Infusion of Phagocytic Macrophages Overexpressing CPT1a Ameliorates Kidney Fibrosis in the UUO Model
Priscila Calle,
Soraya Játiva,
Selene Torrico,
Angeles Muñoz,
Miriam García,
Anna Sola,
Dolors Serra,
Paula Mera,
Laura Herrero,
Georgina Hotter
Affiliations
Priscila Calle
M2rlab-XCELL, 28010 Madrid, Spain
Soraya Játiva
M2rlab-XCELL, 28010 Madrid, Spain
Selene Torrico
M2rlab-XCELL, 28010 Madrid, Spain
Angeles Muñoz
Department of Experimental Pathology, Instituto de Investigaciones Biomédicas de Barcelona-Consejo Superior de Investigaciones Científicas Institut d’Investigacions Biomèdiques August Pi i Sunyer (IIBB-CSIC-IDIBAPS), 08036 Barcelona, Spain
Miriam García
M2rlab-XCELL, 28010 Madrid, Spain
Anna Sola
Department of Experimental Nephrology, Institut d’Investigació Biomèdica de Bellvitge (IDIBELL), L’Hospitalet del Llobregat, 08908 Barcelona, Spain
Dolors Serra
Centro de Investigación Biomédica en Red de Fisiopatología de la Obesidad y la Nutrición (CIBEROBN), Instituto de Salud Carlos III, E-28029 Madrid, Spain
Paula Mera
Centro de Investigación Biomédica en Red de Fisiopatología de la Obesidad y la Nutrición (CIBEROBN), Instituto de Salud Carlos III, E-28029 Madrid, Spain
Laura Herrero
Centro de Investigación Biomédica en Red de Fisiopatología de la Obesidad y la Nutrición (CIBEROBN), Instituto de Salud Carlos III, E-28029 Madrid, Spain
Georgina Hotter
Department of Experimental Pathology, Instituto de Investigaciones Biomédicas de Barcelona-Consejo Superior de Investigaciones Científicas Institut d’Investigacions Biomèdiques August Pi i Sunyer (IIBB-CSIC-IDIBAPS), 08036 Barcelona, Spain
Phagocytosis is an inherent function of tissue macrophages for the removal of apoptotic cells and cellular debris during acute and chronic injury; however, the dynamics of this event during fibrosis development is unknown.

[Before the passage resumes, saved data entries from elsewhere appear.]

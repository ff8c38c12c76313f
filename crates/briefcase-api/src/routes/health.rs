use axum::{extract::State, Json};
use serde::{Deserialize, Serialize};
use std::collections::HashMap;
use std::sync::Arc;
use utoipa::ToSchema;

use crate::{error::ApiResult, state::AppState};

#[derive(Debug, Serialize, Deserialize, ToSchema)]
pub struct HealthResponse {
    pub status: String,
    pub version: String,
    pub services: HashMap<String, String>,
}

/// Health check endpoint
///
/// Reports which optional collaborators are configured
#[utoipa::path(
    get,
    path = "/health",
    responses(
        (status = 200, description = "Service is healthy", body = HealthResponse)
    ),
    tag = "health"
)]
pub async fn health_check(State(state): State<Arc<AppState>>) -> ApiResult<Json<HealthResponse>> {
    let mut services = HashMap::new();

    services.insert("llm".to_string(), state.config.llm.model.clone());
    services.insert(
        "billing".to_string(),
        configured(state.billing.is_some()).to_string(),
    );
    services.insert(
        "tracing".to_string(),
        configured(state.config.langfuse_keys().is_some()).to_string(),
    );

    let listed = state.conversations.list().await.map(|c| c.len());
    services.insert(
        "storage".to_string(),
        match listed {
            Ok(_) => "available".to_string(),
            Err(e) => {
                tracing::warn!("Conversation store unavailable: {}", e);
                "unavailable".to_string()
            }
        },
    );

    Ok(Json(HealthResponse {
        status: "healthy".to_string(),
        version: env!("CARGO_PKG_VERSION").to_string(),
        services,
    }))
}

fn configured(yes: bool) -> &'static str {
    if yes {
        "configured"
    } else {
        "disabled"
    }
}
pub mod conversations;
pub mod counters;
pub mod documents;
pub mod fee;
pub mod feedback;
pub mod health;
pub mod prospects;
pub mod subscription;
pub mod summarize;
pub mod titles;
pub mod users;
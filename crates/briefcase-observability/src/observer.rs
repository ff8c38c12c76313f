use anyhow::Result;
use async_trait::async_trait;

use crate::types::{Feedback, GenerationObservation, TraceContext};

/// Backend that records traces of model calls and user feedback on them.
///
/// Trace and generation calls are fire-and-forget for the chat path; a
/// failed `score` is reported back to whoever submitted the feedback.
#[async_trait]
pub trait Observer: Send + Sync {
    async fn trace_start(&self, context: TraceContext) -> Result<()>;

    async fn trace_generation(&self, observation: GenerationObservation) -> Result<()>;

    async fn score(&self, feedback: Feedback) -> Result<()>;
}

/// Observer used when no tracing backend is configured
#[derive(Debug, Default, Clone, Copy)]
pub struct NoopObserver;

#[async_trait]
impl Observer for NoopObserver {
    async fn trace_start(&self, context: TraceContext) -> Result<()> {
        tracing::debug!(trace_id = %context.trace_id, "Tracing disabled, trace not recorded");
        Ok(())
    }

    async fn trace_generation(&self, _observation: GenerationObservation) -> Result<()> {
        Ok(())
    }

    async fn score(&self, feedback: Feedback) -> Result<()> {
        tracing::debug!(trace_id = %feedback.trace_id, "Tracing disabled, feedback dropped");
        Ok(())
    }
}
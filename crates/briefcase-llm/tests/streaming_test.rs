use briefcase_llm::{parse_chat_sse_stream, text_deltas, StreamEvent};
use futures::{stream, StreamExt};

fn chunk(content: &str) -> String {
    format!(
        "data: {}\n\n",
        serde_json::json!({
            "id": "chatcmpl-1",
            "model": "gpt-4o",
            "choices": [{ "index": 0, "delta": { "content": content }, "finish_reason": null }]
        })
    )
}

fn finish_chunk() -> String {
    format!(
        "data: {}\n\n",
        serde_json::json!({
            "id": "chatcmpl-1",
            "model": "gpt-4o",
            "choices": [{ "index": 0, "delta": {}, "finish_reason": "stop" }]
        })
    )
}

fn byte_stream(parts: Vec<String>) -> impl futures::Stream<Item = Result<Vec<u8>, std::io::Error>> {
    stream::iter(parts.into_iter().map(|p| Ok(p.into_bytes())))
}

#[tokio::test]
async fn test_parses_deltas_in_order() {
    let body = vec![chunk("Hel"), chunk("lo"), finish_chunk(), "data: [DONE]\n\n".to_string()];
    let events: Vec<StreamEvent> = parse_chat_sse_stream(byte_stream(body))
        .map(|e| e.unwrap())
        .collect()
        .await;

    assert_eq!(
        events,
        vec![
            StreamEvent::Message { content: "Hel".to_string() },
            StreamEvent::Message { content: "lo".to_string() },
            StreamEvent::Done { finish_reason: Some("stop".to_string()) },
            StreamEvent::Done { finish_reason: None },
        ]
    );
}

#[tokio::test]
async fn test_chunk_boundaries_do_not_matter() {
    let whole = format!("{}{}data: [DONE]\n\n", chunk("a"), chunk("b"));
    let pieces: Vec<String> = whole
        .as_bytes()
        .chunks(7)
        .map(|c| String::from_utf8(c.to_vec()).unwrap())
        .collect();

    let text: Vec<String> = text_deltas(parse_chat_sse_stream(byte_stream(pieces)))
        .map(|t| t.unwrap())
        .collect()
        .await;

    assert_eq!(text.concat(), "ab");
}

#[tokio::test]
async fn test_ignores_comments_and_other_fields() {
    let body = vec![
        ": keep-alive\n".to_string(),
        "event: message\n".to_string(),
        chunk("x"),
        "data: [DONE]\n".to_string(),
    ];
    let text: Vec<String> = text_deltas(parse_chat_sse_stream(byte_stream(body)))
        .map(|t| t.unwrap())
        .collect()
        .await;

    assert_eq!(text, vec!["x".to_string()]);
}

#[tokio::test]
async fn test_malformed_chunk_is_an_error() {
    let body = vec!["data: {not json}\n".to_string()];
    let events: Vec<_> = parse_chat_sse_stream(byte_stream(body)).collect().await;

    assert_eq!(events.len(), 1);
    assert!(events[0].is_err());
}

#[tokio::test]
async fn test_trailing_line_without_newline() {
    let body = vec![chunk("x"), "data: [DONE]".to_string()];
    let events: Vec<StreamEvent> = parse_chat_sse_stream(byte_stream(body))
        .map(|e| e.unwrap())
        .collect()
        .await;

    assert_eq!(events.last(), Some(&StreamEvent::Done { finish_reason: None }));
}

#[test]
fn test_stream_event_serialization() {
    let event = StreamEvent::Message {
        content: "Test".to_string(),
    };

    let json = serde_json::to_string(&event).unwrap();
    assert!(json.contains("\"type\":\"message\""));
    assert!(json.contains("Test"));
}
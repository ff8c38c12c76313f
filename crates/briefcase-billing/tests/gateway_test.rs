use briefcase_billing::{BillingError, BillingGateway, CheckoutConfig, StatusMirror, StripeClient};
use mockito::{Matcher, Server};
use std::sync::Arc;

fn gateway_for(server: &Server) -> BillingGateway {
    let stripe = StripeClient::new("sk_test_123", Some(server.url())).unwrap();
    BillingGateway::new(
        Arc::new(stripe),
        CheckoutConfig {
            price_id: "price_pro".to_string(),
            success_url: "https://briefcase.test/success?session_id={CHECKOUT_SESSION_ID}".to_string(),
            cancel_url: "https://briefcase.test/pricing".to_string(),
        },
    )
}

fn session_json(status: &str, payment_status: &str, subscription: Option<&str>) -> String {
    serde_json::json!({
        "id": "cs_test_1",
        "object": "checkout.session",
        "url": "https://checkout.stripe.com/c/pay/cs_test_1",
        "status": status,
        "payment_status": payment_status,
        "subscription": subscription,
        "client_reference_id": "user-1"
    })
    .to_string()
}

#[tokio::test]
async fn test_subscription_round_trip() {
    let mut server = Server::new_async().await;
    let create = server
        .mock("POST", "/checkout/sessions")
        .match_header("authorization", "Bearer sk_test_123")
        .match_body(Matcher::AllOf(vec![
            Matcher::UrlEncoded("mode".to_string(), "subscription".to_string()),
            Matcher::UrlEncoded("line_items[0][price]".to_string(), "price_pro".to_string()),
            Matcher::UrlEncoded("client_reference_id".to_string(), "user-1".to_string()),
        ]))
        .with_status(200)
        .with_body(session_json("open", "unpaid", None))
        .create_async()
        .await;
    let unpaid = server
        .mock("GET", "/checkout/sessions/cs_test_1")
        .with_status(200)
        .with_body(session_json("open", "unpaid", None))
        .create_async()
        .await;

    let gateway = gateway_for(&server);
    let mirror = StatusMirror::new();

    let session = gateway.create_checkout("user-1", None).await.unwrap();
    create.assert_async().await;
    assert_eq!(session.url.as_deref(), Some("https://checkout.stripe.com/c/pay/cs_test_1"));
    mirror.begin_checkout(&session.id).unwrap();

    let status = mirror.refresh(&gateway).await.unwrap();
    assert!(!status.is_subscribed);
    assert!(!mirror.is_subscribed());

    unpaid.remove_async().await;
    let _paid = server
        .mock("GET", "/checkout/sessions/cs_test_1")
        .with_status(200)
        .with_body(session_json("complete", "paid", Some("sub_1")))
        .create_async()
        .await;

    let status = mirror.refresh(&gateway).await.unwrap();
    assert!(status.is_subscribed);
    assert_eq!(status.subscription_id.as_deref(), Some("sub_1"));
    assert!(mirror.is_subscribed());
}

#[tokio::test]
async fn test_cancel_checks_session_owner() {
    let mut server = Server::new_async().await;
    let _session = server
        .mock("GET", "/checkout/sessions/cs_test_1")
        .with_status(200)
        .with_body(session_json("complete", "paid", Some("sub_1")))
        .create_async()
        .await;
    let cancel = server
        .mock("DELETE", "/subscriptions/sub_1")
        .with_status(200)
        .with_body(r#"{"id":"sub_1","status":"canceled"}"#)
        .expect(1)
        .create_async()
        .await;

    let gateway = gateway_for(&server);

    let err = gateway.cancel("cs_test_1", "someone-else").await.unwrap_err();
    assert!(matches!(err, BillingError::SessionOwnership(_)));

    let subscription = gateway.cancel("cs_test_1", "user-1").await.unwrap();
    assert_eq!(subscription.status, "canceled");
    cancel.assert_async().await;
}

#[tokio::test]
async fn test_cancel_without_subscription() {
    let mut server = Server::new_async().await;
    let _session = server
        .mock("GET", "/checkout/sessions/cs_test_1")
        .with_status(200)
        .with_body(session_json("open", "unpaid", None))
        .create_async()
        .await;

    let err = gateway_for(&server).cancel("cs_test_1", "user-1").await.unwrap_err();
    assert!(matches!(err, BillingError::NoSubscription(_)));
}

#[tokio::test]
async fn test_processor_error_message_is_surfaced() {
    let mut server = Server::new_async().await;
    let _session = server
        .mock("GET", "/checkout/sessions/cs_missing")
        .with_status(404)
        .with_body(r#"{"error":{"message":"No such checkout.session: 'cs_missing'","type":"invalid_request_error"}}"#)
        .create_async()
        .await;

    let err = gateway_for(&server).verify("cs_missing").await.unwrap_err();
    match err {
        BillingError::Processor { status, message } => {
            assert_eq!(status, 404);
            assert!(message.contains("No such checkout.session"));
        }
        other => panic!("unexpected error: {other}"),
    }
}

#[tokio::test]
async fn test_mirror_without_session_reports_unsubscribed() {
    let server = Server::new_async().await;
    let status = StatusMirror::new().refresh(&gateway_for(&server)).await.unwrap();
    assert!(!status.is_subscribed);
}

#[tokio::test]
async fn test_verify_for_requires_session_owner() {
    let mut server = Server::new_async().await;
    let _paid = server
        .mock("GET", "/checkout/sessions/cs_test_1")
        .with_status(200)
        .with_body(session_json("complete", "paid", Some("sub_1")))
        .create_async()
        .await;

    let gateway = gateway_for(&server);

    let err = gateway.verify_for("cs_test_1", "user-2").await.unwrap_err();
    assert!(matches!(err, BillingError::SessionOwnership(_)));

    let status = gateway.verify_for("cs_test_1", "user-1").await.unwrap();
    assert!(status.is_subscribed);
    assert_eq!(status.subscription_id.as_deref(), Some("sub_1"));
}
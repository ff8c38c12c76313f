//! Per-id state that used to live in hosted actors.
//!
//! Each service reads through the injected [`TagCache`](crate::TagCache) and
//! revalidates the entity's tag after every mutation.

mod counter;
mod user_data;

pub use counter::{Counter, CounterService};
pub use user_data::{UserData, UserDataService, UserDataUpdate};
pub mod chat;
pub mod completion;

We aim to prove that during the development of kidney fibrosis in the unilateral ureteral obstruction (UUO) model, there are some populations of macrophage with a reduced ability to phagocytose, and whether the infusion of a population of phagocytic macrophages could reduce fibrosis in the murine model UUO. For this purpose, we have identified the macrophage populations during the development of fibrosis and have characterized their phagocytic ability and their expression of CPT1a. Furthermore, we have evaluated the therapeutic effect of macrophages overexpressing CPT1a with high phagocytic skills. We evidenced that the macrophage population which exhibits high phagocytic ability (F4/80low-CD11b) in fibrotic animals decreases during the progression of fibrosis while the macrophage population with lower phagocytic ability (F4/80high-CD11b) in fibrotic conditions, conversely, increases and CPT1a macrophage cell therapy with a strengthening phagocytic ability is associated with a therapeutic effect on kidney fibrosis. We have developed a therapeutic approach to reduce fibrosis in the UUO model by enrichment of the kidney resident macrophage population with a higher proportion of exogenous phagocytic macrophages overexpressing CPT1a.